靳山的艺术作品惯用多元化的材料,这让他的作品融入了独特配方,辅以幽默与肆意的态度。他的作品难以被归类于当代艺术的常规范畴——“结合”、“偶发”乃至“雕塑”在描述时都显得过于粗略。艺术家转而以炼金术士之姿,将人类历史的配方熬成了一锅鲜汤。艺术家2007年的一件作品重现了17世纪比利时的喷泉雕塑——《小于连撒尿》(描绘了布鲁塞尔青春期前的景象),靳山将其替换为亚洲人形象,但保留了喷水功能,同样被置于威尼斯的一座桥上,定期往外排水。该作品为威尼斯双年展委任制作,却突遭不明原因损毁。或许是出于某种不和谐感或亵渎感,其消失背后的动机至今成谜。同年,在上海群展现场,艺术家建造了一门加农炮,向大厅发射橙色乒乓球,塑料弹丸倾泻而下,洒落在当时中国新贵艺术家们的作品之间。
这些备受赞誉的“介入装置”预示着靳山下一个阶段的创作核心,即对艺术经典进行广泛的象征性拆解。
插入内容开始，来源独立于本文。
//! JSON codec using `serde_json`.
//!
//! Bodies on the bus are UTF-8 JSON. Decoding validates UTF-8 first so a
//! bad byte sequence is reported as such rather than as a JSON syntax error.

use serde_json::{Map, Value};

use crate::error::{Result, SdkError};

/// JSON codec for message parts.
pub struct JsonCodec;

impl JsonCodec {
    /// Encode a value to JSON bytes.
    #[inline]
    pub fn encode<T: serde::Serialize>(value: &T) -> Result<Vec<u8>> {
        Ok(serde_json::to_vec(value)?)
    }

    /// Decode JSON bytes to a value.
    ///
    /// # Errors
    ///
    /// Returns `Utf8` if the bytes are not valid UTF-8 and `Json` if the text
    /// does not parse into `T`.
    #[inline]
    pub fn decode<T: serde::de::DeserializeOwned>(bytes: &[u8]) -> Result<T> {
        let text = Self::decode_text(bytes)?;
        Ok(serde_json::from_str(text)?)
    }

    /// Decode a part as UTF-8 text.
    #[inline]
    pub fn decode_text(bytes: &[u8]) -> Result<&str> {
        Ok(std::str::from_utf8(bytes)?)
    }

    /// Decode a part that must hold a JSON object.
    pub fn decode_object(bytes: &[u8]) -> Result<Map<String, Value>> {
        match Self::decode::<Value>(bytes)? {
            Value::Object(map) => Ok(map),
            other => Err(SdkError::Malformed(format!(
                "expected a JSON object body, got {}",
                json_type_name(&other)
            ))),
        }
    }
}

fn json_type_name(value: &Value) -> &'static str {
    match value {
        Value::Null => "null",
        Value::Bool(_) => "a boolean",
        Value::Number(_) => "a number",
        Value::String(_) => "a string",
        Value::Array(_) => "an array",
        Value::Object(_) => "an object",
    }
}
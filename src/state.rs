//! Session state - the current workflow step.
//!
//! Only the dispatcher's `fsm.update` branch writes it; every handler reads
//! it as its first argument.

/// Current workflow step shared across handler invocations.
#[derive(Debug, Clone, Copy, Default, PartialEq, Eq)]
pub struct SessionState {
    current_state: i64,
}

impl SessionState {
    /// Create a session at step 0.
    pub fn new() -> Self {
        Self::default()
    }

    /// Get the current step.
    #[inline]
    pub fn current(&self) -> i64 {
        self.current_state
    }

    pub(crate) fn set(&mut self, current_state: i64) {
        self.current_state = current_state;
    }
}
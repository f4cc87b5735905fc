//! Loading the handler set at startup.

use std::path::Path;

use super::EventHandlers;
use crate::commands::Commander;
use crate::error::Result;

/// Produces the handler set from the configured handler source.
///
/// The loader gets a [`Commander`] so handlers can send commands back to
/// the host. Closures with the matching signature implement this trait.
pub trait HandlerLoader {
    /// Load handlers from `path`.
    fn load(&self, path: &Path, commander: Commander) -> Result<Box<dyn EventHandlers>>;
}

impl<F> HandlerLoader for F
where
    F: Fn(&Path, Commander) -> Result<Box<dyn EventHandlers>>,
{
    fn load(&self, path: &Path, commander: Commander) -> Result<Box<dyn EventHandlers>> {
        (self)(path, commander)
    }
}

#[cfg(test)]
mod tests {
    use super::*;
    use crate::error::SdkError;
    use crate::writer::WriterHandle;

    struct Nothing;
    impl EventHandlers for Nothing {}

    #[test]
    fn test_closure_loader() {
        let loader = |path: &Path, _commander: Commander| -> Result<Box<dyn EventHandlers>> {
            if path.ends_with("app.rs") {
                Ok(Box::new(Nothing))
            } else {
                Err(SdkError::HandlerLoad(path.display().to_string()))
            }
        };

        let (writer, _rx) = WriterHandle::channel(4);
        let commander = Commander::new(writer);

        assert!(loader.load(Path::new("/srv/app.rs"), commander.clone()).is_ok());
        assert!(matches!(
            loader.load(Path::new("/srv/other.rs"), commander),
            Err(SdkError::HandlerLoad(_))
        ));
    }
}
//! Frame buffer for accumulating partial reads.
//!
//! Uses `bytes::BytesMut` for zero-copy buffer management.
//! Implements a state machine for handling fragmented parts:
//! - `WaitingForHeader`: Need at least 5 bytes
//! - `WaitingForPart`: Header parsed, need N more part bytes
//!
//! Completed parts are collected until one arrives without the `MORE`
//! flag, at which point the whole [`RawMessage`] is emitted.

use bytes::{Bytes, BytesMut};

use super::wire_format::{flags, PartHeader, DEFAULT_MAX_FRAME_SIZE, PART_HEADER_SIZE};
use super::RawMessage;
use crate::error::{Result, SdkError};

/// State machine for part parsing.
#[derive(Debug, Clone)]
enum State {
    /// Waiting for complete header (need 5 bytes).
    WaitingForHeader,
    /// Header parsed, waiting for part bytes.
    WaitingForPart { header: PartHeader },
}

/// Buffer for accumulating incoming bytes and extracting complete messages.
pub struct FrameBuffer {
    /// Accumulated bytes from socket reads.
    buffer: BytesMut,
    /// Current parsing state.
    state: State,
    /// Parts of the message currently being assembled.
    pending_parts: Vec<Bytes>,
    /// Total size of `pending_parts`.
    pending_size: usize,
    /// Maximum allowed message size, all parts included.
    max_frame_size: u32,
}

impl FrameBuffer {
    /// Create a new frame buffer with default settings.
    ///
    /// Default capacity: 64KB, max message: 16 MiB.
    pub fn new() -> Self {
        Self::with_max_frame_size(DEFAULT_MAX_FRAME_SIZE)
    }

    /// Create a new frame buffer with a custom max message size.
    pub fn with_max_frame_size(max_frame_size: u32) -> Self {
        Self {
            buffer: BytesMut::with_capacity(64 * 1024),
            state: State::WaitingForHeader,
            pending_parts: Vec::new(),
            pending_size: 0,
            max_frame_size,
        }
    }

    /// Push data into the buffer and extract all complete messages.
    ///
    /// Partial data is buffered internally for the next push.
    ///
    /// # Errors
    ///
    /// Returns error if a message grows past `max_frame_size` or a header
    /// sets reserved flag bits.
    pub fn push(&mut self, data: &[u8]) -> Result<Vec<RawMessage>> {
        self.buffer.extend_from_slice(data);

        let mut messages = Vec::new();

        while let Some(message) = self.try_extract_one()? {
            messages.push(message);
        }

        Ok(messages)
    }

    /// Try to extract a single complete message.
    fn try_extract_one(&mut self) -> Result<Option<RawMessage>> {
        loop {
            match self.state {
                State::WaitingForHeader => {
                    let header = match PartHeader::decode(&self.buffer) {
                        Some(h) => h,
                        None => return Ok(None),
                    };

                    if header.flags & flags::RESERVED_MASK != 0 {
                        return Err(SdkError::Protocol(format!(
                            "Reserved flag bits set: {:#04x}",
                            header.flags
                        )));
                    }

                    let total = self.pending_size + header.length as usize;
                    if total > self.max_frame_size as usize {
                        return Err(SdkError::Protocol(format!(
                            "Message size {} exceeds maximum {}",
                            total, self.max_frame_size
                        )));
                    }

                    let _ = self.buffer.split_to(PART_HEADER_SIZE);
                    self.state = State::WaitingForPart { header };
                }

                State::WaitingForPart { header } => {
                    let length = header.length as usize;
                    if self.buffer.len() < length {
                        return Ok(None);
                    }

                    let part = self.buffer.split_to(length).freeze();
                    self.pending_parts.push(part);
                    self.pending_size += length;
                    self.state = State::WaitingForHeader;

                    if !header.has_more() {
                        self.pending_size = 0;
                        let parts = std::mem::take(&mut self.pending_parts);
                        return Ok(Some(RawMessage::new(parts)));
                    }
                }
            }
        }
    }

    /// Get the number of buffered bytes not yet assigned to a part.
    pub fn len(&self) -> usize {
        self.buffer.len()
    }

    /// Check if nothing is buffered, including half-assembled messages.
    pub fn is_empty(&self) -> bool {
        self.buffer.is_empty()
            && self.pending_parts.is_empty()
            && matches!(self.state, State::WaitingForHeader)
    }

    /// Clear the buffer and reset state.
    pub fn clear(&mut self) {
        self.buffer.clear();
        self.pending_parts.clear();
        self.pending_size = 0;
        self.state = State::WaitingForHeader;
    }

    #[cfg(test)]
    fn state_name(&self) -> &'static str {
        match &self.state {
            State::WaitingForHeader => "WaitingForHeader",
            State::WaitingForPart { .. } => "WaitingForPart",
        }
    }
}

impl Default for FrameBuffer {
    fn default() -> Self {
        Self::new()
    }
}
在这一阶段,材料实验开始变得更加突出。艺术家创作的塑料混合物,夹杂着怀旧气息,成为他表达的媒介。典型作品包括:一根固定的断肢在水泥唱片机上无力地旋转;一具等身肤色轮床在反乌托邦式的变形过程中挣扎;以及精选的反传统元素——希腊式装饰和哥特式开窗——被重新演绎、穿插、撕裂、扭曲与咬噬。
在本次展览中,优雅的雕塑塔楼从层叠的柔和色调(厚重的树皮与舌状结构)中浮现,编织成慰藉与情色交融的图腾。那些“已完成”的雕塑在植物性与拟人化的附属构件中交错陈列——这些构件用途不明,两者之间的界限被有意模糊了。而这种模糊性是真实的,艺术家本人尚未确定这些未完成的部分究竟是失败的实验,还是未来新作的组成部分。这些作品中对形式主义的关注,标志着靳山从具象到抽象、从解构到重构的转变。观者被鼓励减少对被移除内容的关注,转而去想象“尚待添加的可能”。新的雕塑投射出一种深刻的渴望。它们在空间中伸展,仿若寻求抚慰。它们羞涩地绽放着自身的复杂性,不愿激起我们在面对艺术品时常有的不安与自我怀疑。它们既令人惊叹又神秘莫测,但更鼓励我们要相信自身的感知,而非仅仅凝视。
如多数艺术家那般,靳山一直在孤寂中创作,旨在通过作品向大多数未曾谋面的观众传递亲密感。他的故事讲述方式,以深切的同理心和悲剧式的美感,包容着艺术交流的不可预测性。由此能够引发强烈共鸣:“我很喜欢它,但它吓坏了我的宠物兔子。”一位收藏家的女儿第一次在家中看到靳山令人难忘的具象雕塑时说道。无独有偶,我蹒跚学步的幼子曾在艺术家乒乓装置前,因追逐弹跳的乒乓球,不经意间也注意到展厅内的其他作品。
本次展览的愿望之一是缓解观者初遇一件宏大作品时常有的焦虑。尽管这个目标看似毫无争议,实则却暗藏风险——仅凭“单纯”的视角并不能完全解决,即随着市场化的普世标准去衡量作品。将艺术家长期的创作投入与观众的速成评论并置,本身就是一种不公。而我们成人观众在艺术欣赏中对某种“固定意义”的执着,更是加剧了这种不公。
靳山似乎正是从这种张力中汲取灵感。他始终抗拒没有温度的艺术品,传递着富含慰藉而又令人沉迷的故事。《褶皱》再一次邀请我们——无论是探索者还是观察者——在缓缓展开的宏伟绘卷中找到属于自己的角色。